La terapia manuale, per essere efficace, necessita dell’esercizio terapeutico. L’obiettivo principale è quello di mantenere e addirittura aumentare i benefici ottenuti con la Terapia Manuale durante il trattamento. Questi programmi di esercizio devono essere specifici, personalizzati e mirati a facilitare il movimento e ridurre o centralizzare i sintomi. Sono di tipi differenti, e tra questi troviamo automobilizzazioni articolari (che cercano di riprodurre ciò che il fisioterapista fa nella pratica clinica), esercizi di forza (con i loro diversi tipi) o i classici esercizi per lo stiramento dei muscoli.

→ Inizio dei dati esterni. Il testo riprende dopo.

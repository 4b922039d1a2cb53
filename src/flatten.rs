//! Cluster flattening: rewrite cluster-port connections onto real processes.

#![forbid(unsafe_code)]

use crate::contract::{assert_invariant, CLUSTERS_FULLY_FLATTENED};
use crate::error::{PipelineError, Result};
use crate::pipeline::{ClusterSide, Pipeline};
use crate::port::Connection;
use std::mem;
use tracing::trace;

impl Pipeline {
    /// Rewrite every connection that terminates on a cluster port into
    /// connections against the underlying process ports.
    ///
    /// Mapped internals may themselves be cluster ports, so the pass loops
    /// over an explicit worklist until nothing cluster-pending remains.
    pub(crate) fn flatten_clusters(&mut self) -> Result<()> {
        while !self.book.cluster_pending.is_empty() {
            let pending = mem::take(&mut self.book.cluster_pending);

            for (connection, side) in pending {
                trace!(%connection, ?side, "flattening cluster connection");
                match side {
                    ClusterSide::Upstream => self.flatten_upstream(connection)?,
                    ClusterSide::Downstream => self.flatten_downstream(connection)?,
                }
            }
        }

        assert_invariant(
            CLUSTERS_FULLY_FLATTENED,
            self.book.cluster_pending.is_empty(),
            "No cluster connection left pending",
            Some("flatten_clusters"),
        );

        Ok(())
    }

    /// `cluster.port -> process.port`: exactly one output mapping may name
    /// the external port; replace the connection with its internal source.
    fn flatten_upstream(&mut self, connection: Connection) -> Result<()> {
        let cluster_addr = &connection.upstream;
        let cluster = self.cluster_by_name(&cluster_addr.name)?;

        let mut mappings: Vec<Connection> = cluster
            .borrow()
            .output_mappings()
            .into_iter()
            .filter(|mapping| mapping.downstream == *cluster_addr)
            .collect();

        if mappings.is_empty() {
            return Err(PipelineError::NoSuchPort {
                name: cluster_addr.name.clone(),
                port: cluster_addr.port.clone(),
            });
        }
        if mappings.len() != 1 {
            return Err(PipelineError::internal(
                "failed to ensure that only one output mapping is allowed on a cluster port",
            ));
        }

        let mapping = mappings.remove(0);
        self.connect_inner(Connection {
            upstream: mapping.upstream,
            downstream: connection.downstream,
        })
    }

    /// `process.port -> cluster.port`: every matching input mapping is
    /// expanded, so fan-out is permitted on the input side.
    fn flatten_downstream(&mut self, connection: Connection) -> Result<()> {
        let cluster_addr = &connection.downstream;
        let cluster = self.cluster_by_name(&cluster_addr.name)?;

        let mappings: Vec<Connection> = cluster
            .borrow()
            .input_mappings()
            .into_iter()
            .filter(|mapping| mapping.upstream == *cluster_addr)
            .collect();

        if mappings.is_empty() {
            return Err(PipelineError::NoSuchPort {
                name: cluster_addr.name.clone(),
                port: cluster_addr.port.clone(),
            });
        }

        for mapping in mappings {
            self.connect_inner(Connection {
                upstream: connection.upstream.clone(),
                downstream: mapping.downstream,
            })?;
        }

        Ok(())
    }
}
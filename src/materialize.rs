//! Edge materialization: one edge resource per resolved connection.

#![forbid(unsafe_code)]

use crate::contract::{assert_invariant, EDGES_MATCH_CONNECTIONS};
use crate::edge::{Edge, CONFIG_DEPENDENCY};
use crate::error::Result;
use crate::pipeline::Pipeline;
use std::cell::RefCell;
use std::rc::Rc;
use tracing::trace;

/// Base edge configuration block.
pub(crate) const CONFIG_EDGE: &str = "_edge";
/// Edge overrides keyed by downstream port type.
pub(crate) const CONFIG_EDGE_TYPE: &str = "_edge_by_type";
/// Edge overrides keyed by endpoint address.
pub(crate) const CONFIG_EDGE_CONN: &str = "_edge_by_conn";

impl Pipeline {
    /// Build an edge for every resolved connection and bind it to its two
    /// endpoint processes.
    ///
    /// Each edge's configuration is layered: the base `_edge` block, then
    /// `_edge_by_type` by downstream port type, then `_edge_by_conn` by
    /// upstream address and by downstream address. The `dependency` key is
    /// derived from the downstream port's flags and locked.
    pub(crate) fn materialize_edges(&mut self) -> Result<()> {
        let count = self.book.resolved.len();

        for i in 0..count {
            let connection = self.book.resolved[i].clone();

            let up_proc = self.process_by_name(&connection.upstream.name)?;
            let down_proc = self.process_by_name(&connection.downstream.name)?;

            let down_info = down_proc
                .borrow()
                .input_port_info(&connection.downstream.port)?;

            let mut edge_config = self.config.subblock(CONFIG_EDGE);

            edge_config.merge(
                self.config
                    .subblock(CONFIG_EDGE_TYPE)
                    .subblock(&down_info.port_type.to_string()),
            );

            let conn_config = self.config.subblock(CONFIG_EDGE_CONN);
            edge_config.merge(conn_config.subblock(&connection.upstream.to_string()));
            edge_config.merge(conn_config.subblock(&connection.downstream.to_string()));

            edge_config.set_value(
                CONFIG_DEPENDENCY,
                if down_info.flags.input_nodep {
                    "false"
                } else {
                    "true"
                },
            );
            edge_config.mark_read_only(CONFIG_DEPENDENCY);

            trace!(%connection, index = i, "materializing edge");

            let edge = Rc::new(RefCell::new(Edge::new(edge_config)));
            self.edges.insert(i, edge.clone());

            up_proc
                .borrow_mut()
                .connect_output_port(&connection.upstream.port, edge.clone())?;
            down_proc
                .borrow_mut()
                .connect_input_port(&connection.downstream.port, edge.clone())?;

            edge.borrow_mut().set_upstream_process(&up_proc);
            edge.borrow_mut().set_downstream_process(&down_proc);
        }

        assert_invariant(
            EDGES_MATCH_CONNECTIONS,
            self.edges.len() == self.book.resolved.len(),
            "One edge per resolved connection",
            Some("materialize_edges"),
        );

        Ok(())
    }
}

Le prove scientifiche sono essenziali per capire cosa sia la fisioterapia contemporanea. Una buona definizione per questo concetto è: “informazioni provenienti dalla ricerca che devono essere trasformate dallo studio alla pratica clinica”. Pertanto, quando si applicano tecniche di fisioterapia (o di altri settori sanitari), queste non solo devono essere applicabili nel nostro paziente (ancora una volta dobbiamo determinare chi è un candidato per ciascuna di esse) ma devono avere una comprovata efficacia. Cerchiamo con una tecnica un effetto, e sapere cosa facciamo e perché lo facciamo. Questa prova scientifica deve essere combinata con la prova e l’esperienza clinica, per sviluppare un buon processo di ragionamento clinico e un intervento efficace sui nostri pazienti.

Per terminare l’analisi di questa definizione sulla terapia manuale dobbiamo prestare attenzione al quadro biopsicosociale. I fattori psicosociali coinvolgono sia aspetti sociali che comportamenti psicologici. Questi sono i principali da considerare per essere più efficaci nel nostro intervento:

  • Autostima, intesa come la fiducia in sé stessi di fronte a un comportamento concreto e al superare le barriere di quel comportamento. Ha grande influenza come mediatore nell’intensità del dolore, in risposta alla disabilità e / o alla paura.

  • Capacità di adattamento. È la capacità di adattarsi o di affrontare cambiamenti o sfide con sé stessi, il modo di interagire con gli altri e con il contesto.

  • Depressione.

  • Percezione del dolore: descrizione del dolore da parte del paziente. Per questo si utilizzano scale come la VAS (scala visuo-analogica del dolore).

  • Catastrofismo. Sovrastimazione degli aspetti negativi o delle conseguenze di un’esperienza. Di solito è legata nei pazienti all’intensità del dolore, alla disabilità a causa del dolore e dello stress psicosociale.